KU Hospital seeing record number of patients; actress Joan Allen replacing Tom Skerritt in TV ads

Kansas University Hospital announced on Tuesday that it had again set a record for inpatient volume, with 26,998 patients discharged from the hospital in the fiscal year ending June 30.

That figure was up 3 percent from the previous year’s totals and was up 106 percent since the hospital became an independent authority in 1998.

Also, the hospital’s risk-adjusted mortality rate was the lowest in its recorded history. That measure seeks to provide a rate that takes into account the likelihood that a patient will survive when determining the overall rate.
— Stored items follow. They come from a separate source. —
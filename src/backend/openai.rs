//! Backend for OpenAI-compatible chat APIs.
//!
//! Endpoint: `/v1/chat/completions`, authenticated with a bearer token when
//! one is set. Works against OpenAI itself and the local servers that mimic
//! it (vLLM, llama.cpp, LM Studio, Ollama's `/v1/`).

use super::{redact_key, Backend, LlmRequest, LlmResponse};
use crate::error::Result;
use crate::AgentError;
use async_trait::async_trait;
use reqwest::Client;
use serde_json::{json, Value};

/// Backend for any OpenAI-compatible chat endpoint.
///
/// # Example
///
/// ```
/// use llm_agent::backend::OpenAiBackend;
///
/// let local = OpenAiBackend::new();
/// let hosted = OpenAiBackend::new().with_api_key("sk-...");
/// ```
#[derive(Clone, Default)]
pub struct OpenAiBackend {
    api_key: Option<String>,
}

impl std::fmt::Debug for OpenAiBackend {
    fn fmt(&self, f: &mut std::fmt::Formatter<'_>) -> std::fmt::Result {
        f.debug_struct("OpenAiBackend")
            .field("api_key", &self.api_key.as_deref().map(redact_key))
            .finish()
    }
}

impl OpenAiBackend {
    pub fn new() -> Self {
        Self::default()
    }

    /// Send `Authorization: Bearer {key}`. A blank key sends nothing.
    pub fn with_api_key(mut self, key: impl Into<String>) -> Self {
        let key = key.into();
        self.api_key = (!key.trim().is_empty()).then_some(key);
        self
    }

    /// Chat endpoint under `base_url`, tolerating a trailing `/v1`.
    fn endpoint(base_url: &str) -> String {
        let base = base_url.trim_end_matches('/');
        let base = base.strip_suffix("/v1").unwrap_or(base);
        format!("{base}/v1/chat/completions")
    }

    fn build_body(request: &LlmRequest) -> Value {
        let system = request
            .system_prompt
            .as_deref()
            .filter(|s| !s.is_empty())
            .map(|s| json!({"role": "system", "content": s}));
        let user = json!({"role": "user", "content": request.prompt});

        json!({
            "model": request.model,
            "messages": system.into_iter().chain([user]).collect::<Vec<_>>(),
            "temperature": request.config.temperature,
            "max_tokens": request.config.max_tokens,
            "stream": false,
        })
    }

    /// `choices[0].message.content`, or empty when the first choice was
    /// filtered or carries no content.
    fn extract_text(json_resp: &Value) -> String {
        let Some(choice) = json_resp.pointer("/choices/0") else {
            return String::new();
        };
        if choice["finish_reason"] == "content_filter" {
            return String::new();
        }
        choice
            .pointer("/message/content")
            .and_then(Value::as_str)
            .unwrap_or_default()
            .to_string()
    }

    fn extract_metadata(json_resp: &Value) -> Option<Value> {
        let meta: serde_json::Map<String, Value> = [
            ("usage", json_resp.get("usage")),
            ("model", json_resp.get("model")),
            ("finish_reason", json_resp.pointer("/choices/0/finish_reason")),
        ]
        .into_iter()
        .filter_map(|(k, v)| v.filter(|v| !v.is_null()).map(|v| (k.to_string(), v.clone())))
        .collect();
        (!meta.is_empty()).then_some(Value::Object(meta))
    }
}

#[async_trait]
impl Backend for OpenAiBackend {
    async fn complete(
        &self,
        client: &Client,
        base_url: &str,
        request: &LlmRequest,
    ) -> Result<LlmResponse> {
        let mut req = client
            .post(Self::endpoint(base_url))
            .json(&Self::build_body(request));
        if let Some(key) = &self.api_key {
            req = req.bearer_auth(key);
        }

        let resp = req.send().await?;
        let status = resp.status().as_u16();
        if !resp.status().is_success() {
            let body = resp.text().await.unwrap_or_default();
            return Err(AgentError::HttpError { status, body });
        }

        let json_resp: Value = resp.json().await?;
        Ok(LlmResponse {
            text: Self::extract_text(&json_resp),
            status,
            metadata: Self::extract_metadata(&json_resp),
        })
    }

    fn default_base_url(&self) -> &'static str {
        "https://api.openai.com"
    }

    fn name(&self) -> &'static str {
        "openai"
    }
}
//! # LLM Agent
//!
//! A self-correcting data-analysis agent. Given a natural-language question
//! and optional data (uploaded files or a URL), it asks a language model for
//! an analysis program, runs it locally and feeds failures back to the model
//! until the program succeeds or the correction budget is spent.
//!
//! ## Core Concepts
//!
//! - **[`Agent`]**: the pipeline controller. [`Agent::process`] never
//!   fails; every outcome is a JSON response envelope.
//! - **[`ModelGateway`]**: resilient model calls with exponential backoff
//!   and prompt-size budgeting, over a pluggable [`backend::Backend`].
//! - **[`ToolDispatcher`]**: uniform `invoke(name, params)` over the
//!   data-sourcing tools (`web_scraper`, `data_reader`, `data_inspector`).
//! - **[`CodeExecutor`]**: the execution engine seam
//!   (`prepare` / `check_syntax` / `run`).
//! - **[`PromptResolver`]**: named templates with compiled-in fallbacks.
//!
//! ## Quick Start
//!
//! ```no_run
//! use llm_agent::{Agent, AgentConfig, AnalysisRequest};
//!
//! #[tokio::main]
//! async fn main() -> Result<(), Box<dyn std::error::Error>> {
//!     let agent = Agent::from_config(&AgentConfig::from_env()?);
//!
//!     let request = AnalysisRequest::new(
//!         "Scrape https://en.wikipedia.org/wiki/List_of_highest-grossing_films \
//!          and list the top 3 titles as a JSON array.",
//!     );
//!     let response = agent.process(&request).await;
//!     println!("{}", serde_json::to_string_pretty(&response)?);
//!     Ok(())
//! }
//! ```
//!
//! ## Testing without a model or interpreter
//!
//! ```
//! use std::sync::Arc;
//! use llm_agent::{Agent, AnalysisRequest, MockBackend, MockExecutor, ModelGateway};
//! use llm_agent::gateway::GatewaySettings;
//!
//! # tokio_test::block_on(async {
//! let backend = Arc::new(MockBackend::new(vec![
//!     r#"{"plan": "add the numbers", "steps": []}"#.to_string(),
//!     "print([4])".to_string(),
//! ]));
//! let gateway = ModelGateway::new(
//!     backend,
//!     GatewaySettings { api_key: Some("test".into()), ..Default::default() },
//! );
//! let agent = Agent::builder(gateway)
//!     .executor(Arc::new(MockExecutor::succeeding("[4]")))
//!     .build();
//!
//! let response = agent
//!     .process(&AnalysisRequest::new("What is 2+2? Respond as a json array."))
//!     .await;
//! assert_eq!(response, serde_json::json!([4]));
//! # });
//! ```

pub mod agent;
pub mod backend;
pub mod config;
pub mod envelope;
pub mod error;
pub mod executor;
pub mod gateway;
pub mod output_parser;
pub mod prompt;
pub mod source;
pub mod tools;

pub use agent::{Agent, AgentBuilder};
pub use backend::{BackoffConfig, GeminiBackend, MockBackend, OpenAiBackend};
pub use config::{AgentConfig, Provider};
pub use error::{AgentError, Result};
pub use executor::{CodeExecutor, ExecutionResult, MockExecutor, PythonExecutor, SyntaxCheck};
pub use gateway::{ModelGateway, PromptContext};
pub use prompt::{PromptResolver, PromptTemplate};
pub use source::{AnalysisRequest, DataFile, DataSourceType, SourcedData, TaskPlan};
pub use tools::{Tool, ToolDispatcher};
//! Backend for the Google Generative Language API.
//!
//! Endpoint: `/v1beta/models/{model}:generateContent`, authenticated with
//! the `x-goog-api-key` header. The system message travels as
//! `systemInstruction`, sampling settings as `generationConfig`.

use super::{redact_key, Backend, LlmRequest, LlmResponse};
use crate::error::Result;
use crate::AgentError;
use async_trait::async_trait;
use reqwest::Client;
use serde_json::{json, Value};

/// Backend for Gemini models.
///
/// # Example
///
/// ```
/// use llm_agent::backend::GeminiBackend;
///
/// let backend = GeminiBackend::new("my-api-key");
/// ```
#[derive(Clone)]
pub struct GeminiBackend {
    api_key: String,
}

impl std::fmt::Debug for GeminiBackend {
    fn fmt(&self, f: &mut std::fmt::Formatter<'_>) -> std::fmt::Result {
        f.debug_struct("GeminiBackend")
            .field("api_key", &redact_key(&self.api_key))
            .finish()
    }
}

/// Finish reasons for which the candidate's text is not a usable answer.
const BLOCKED_FINISH_REASONS: &[&str] = &["SAFETY", "RECITATION", "BLOCKLIST", "PROHIBITED_CONTENT"];

impl GeminiBackend {
    pub fn new(api_key: impl Into<String>) -> Self {
        Self {
            api_key: api_key.into(),
        }
    }

    /// Build the request body for `generateContent`.
    fn build_body(request: &LlmRequest) -> Value {
        let mut body = json!({
            "contents": [
                {"role": "user", "parts": [{"text": request.prompt}]}
            ],
            "generationConfig": {
                "temperature": request.config.temperature,
                "maxOutputTokens": request.config.max_tokens,
            },
        });

        if let Some(ref sys) = request.system_prompt {
            if !sys.is_empty() {
                body["systemInstruction"] = json!({"parts": [{"text": sys}]});
            }
        }

        body
    }

    /// Extract the reply text from a `generateContent` response.
    ///
    /// Prefers the primary text (all text parts of the single, unblocked
    /// candidate), falls back to the first candidate's first part, and
    /// finally to an empty string.
    pub(crate) fn extract_text(json_resp: &Value) -> String {
        Self::primary_text(json_resp)
            .or_else(|| Self::first_part_text(json_resp))
            .unwrap_or_default()
    }

    fn primary_text(json_resp: &Value) -> Option<String> {
        let candidates = json_resp.get("candidates")?.as_array()?;
        if candidates.len() != 1 {
            return None;
        }
        let candidate = &candidates[0];
        if let Some(reason) = candidate.get("finishReason").and_then(|r| r.as_str()) {
            if BLOCKED_FINISH_REASONS.contains(&reason) {
                return None;
            }
        }
        let parts = candidate.get("content")?.get("parts")?.as_array()?;
        let texts: Vec<&str> = parts
            .iter()
            .filter_map(|p| p.get("text").and_then(|t| t.as_str()))
            .collect();
        if texts.is_empty() {
            return None;
        }
        Some(texts.concat())
    }

    fn first_part_text(json_resp: &Value) -> Option<String> {
        json_resp
            .get("candidates")?
            .get(0)?
            .get("content")?
            .get("parts")?
            .get(0)?
            .get("text")?
            .as_str()
            .map(str::to_string)
    }

    fn extract_metadata(json_resp: &Value) -> Option<Value> {
        let mut meta = serde_json::Map::new();
        if let Some(v) = json_resp.get("usageMetadata") {
            meta.insert("usage".into(), v.clone());
        }
        if let Some(v) = json_resp.get("modelVersion") {
            meta.insert("model".into(), v.clone());
        }
        if let Some(v) = json_resp
            .get("candidates")
            .and_then(|c| c.get(0))
            .and_then(|c| c.get("finishReason"))
        {
            meta.insert("finish_reason".into(), v.clone());
        }
        if meta.is_empty() {
            None
        } else {
            Some(Value::Object(meta))
        }
    }
}

#[async_trait]
impl Backend for GeminiBackend {
    async fn complete(
        &self,
        client: &Client,
        base_url: &str,
        request: &LlmRequest,
    ) -> Result<LlmResponse> {
        let base = base_url.trim_end_matches('/');
        let url = format!("{}/v1beta/models/{}:generateContent", base, request.model);
        let body = Self::build_body(request);

        let resp = client
            .post(&url)
            .header("x-goog-api-key", &self.api_key)
            .json(&body)
            .send()
            .await?;

        let status = resp.status().as_u16();

        if !resp.status().is_success() {
            let text = resp.text().await.unwrap_or_default();
            return Err(AgentError::HttpError { status, body: text });
        }

        let json_resp: Value = resp.json().await?;

        Ok(LlmResponse {
            text: Self::extract_text(&json_resp),
            status,
            metadata: Self::extract_metadata(&json_resp),
        })
    }

    fn default_base_url(&self) -> &'static str {
        "https://generativelanguage.googleapis.com"
    }

    fn name(&self) -> &'static str {
        "gemini"
    }
}
//! Git repository and home directory setup for integration tests

#![allow(dead_code)]

use statusline::core::error::Result;
use std::fs;
use std::path::{Path, PathBuf};
use std::process::Command;
use tempfile::TempDir;

/// A temporary git repository. The TempDir must outlive the test body.
pub struct TestRepo {
    pub temp_dir: TempDir,
    pub path: PathBuf,
}

impl TestRepo {
    pub fn path(&self) -> &Path {
        &self.path
    }

    /// Absolute path as the host would send it in `workspace.current_dir`
    pub fn path_str(&self) -> String {
        self.path.to_string_lossy().into_owned()
    }
}

/// A temporary home directory holding the env file and the cache
pub struct TestHome {
    pub temp_dir: TempDir,
}

impl TestHome {
    pub fn new() -> Result<Self> {
        Ok(Self {
            temp_dir: TempDir::new()?,
        })
    }

    pub fn path(&self) -> &Path {
        self.temp_dir.path()
    }

    pub fn cache_file(&self) -> PathBuf {
        self.path().join(".statusline_cache")
    }

    /// Write `~/.claude/.env` with the given content
    pub fn write_env(&self, content: &str) -> Result<PathBuf> {
        let dir = self.path().join(".claude");
        fs::create_dir_all(&dir)?;
        let env_file = dir.join(".env");
        fs::write(&env_file, content)?;
        Ok(env_file)
    }

    /// Create (and return) a directory below the home directory
    pub fn create_dir(&self, relative: &str) -> Result<PathBuf> {
        let dir = self.path().join(relative);
        fs::create_dir_all(&dir)?;
        Ok(dir)
    }
}

fn git(repo_path: &Path, args: &[&str]) -> Result<()> {
    Command::new("git")
        .args(args)
        .current_dir(repo_path)
        .output()?;
    Ok(())
}

/// Sets up a fresh git repository on branch `main` with a test identity
pub fn setup_test_repo() -> Result<TestRepo> {
    let temp_dir = TempDir::new()?;
    let repo_path = temp_dir.path().to_path_buf();

    git(&repo_path, &["init"])?;
    git(&repo_path, &["symbolic-ref", "HEAD", "refs/heads/main"])?;
    git(&repo_path, &["config", "user.name", "Test User"])?;
    git(&repo_path, &["config", "user.email", "test@example.com"])?;

    Ok(TestRepo {
        temp_dir,
        path: repo_path,
    })
}

/// Sets up a git repository with one committed file, `initial.txt`
pub fn setup_test_repo_with_initial_commit() -> Result<TestRepo> {
    let repo = setup_test_repo()?;

    create_file(&repo.path, "initial.txt", "initial content\n")?;
    git_add(&repo.path, "initial.txt")?;
    git_commit(&repo.path, "Initial commit")?;

    Ok(repo)
}

pub fn create_file(repo_path: &Path, filename: &str, content: &str) -> Result<()> {
    fs::write(repo_path.join(filename), content)?;
    Ok(())
}

pub fn remove_file(repo_path: &Path, filename: &str) -> Result<()> {
    fs::remove_file(repo_path.join(filename))?;
    Ok(())
}

pub fn git_add(repo_path: &Path, filename: &str) -> Result<()> {
    git(repo_path, &["add", filename])
}

pub fn git_commit(repo_path: &Path, message: &str) -> Result<()> {
    git(repo_path, &["commit", "-m", message])
}

pub fn git_checkout_new_branch(repo_path: &Path, branch: &str) -> Result<()> {
    git(repo_path, &["checkout", "-b", branch])
}

/// Build the JSON descriptor the host writes to stdin
pub fn descriptor(current_dir: &str, project_dir: Option<&str>) -> String {
    serde_json::json!({
        "session_id": "test-session",
        "model": { "id": "test-model", "display_name": "Test" },
        "workspace": {
            "current_dir": current_dir,
            "project_dir": project_dir,
        },
    })
    .to_string()
}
The hospital’s rate indicated that 407 people whose diagnoses and other risk factors indicated a low likelihood of survival left the hospital alive.

“We’re taking care of sicker patients, we’re taking care of more patients and we’re providing great care to them,” said Tammy Peterman, the hospital’s chief operating officer and its chief nursing officer.

The hospital also released other figures on Tuesday, as its Authority Board received the report:

• Patient satisfaction for the hospital for the fiscal year was in the 89th percentile, compared with hospitals in the country that use the Press-Ganey survey.

• Outpatient visits rose in the same period by 1 percent to 365,223.

• Total surgeries rose 11 percent to 17,732.

• The hospital served patients from every county in Kansas in the last fiscal year, as well as patients from every state and the District of Columbia.

Hospital officials said that the hospital’s growth was limited only by its capacity, and new space would be in use soon.

New inpatient rooms would be opening at the end of summer 2012 in a three-floor expansion of the hospital’s Center for Advanced Heart Care.

Authority board members were also told that the hospital would soon be unveiling a new advertising campaign featuring actress Joan Allen, who has appeared in “The Bourne Supremacy,” “Face/Off” and “The Contender,” for which she received an Academy Award nomination. She will replace actor Tom Skerritt in a series of hospital advertisements to be unveiled starting Wednesday.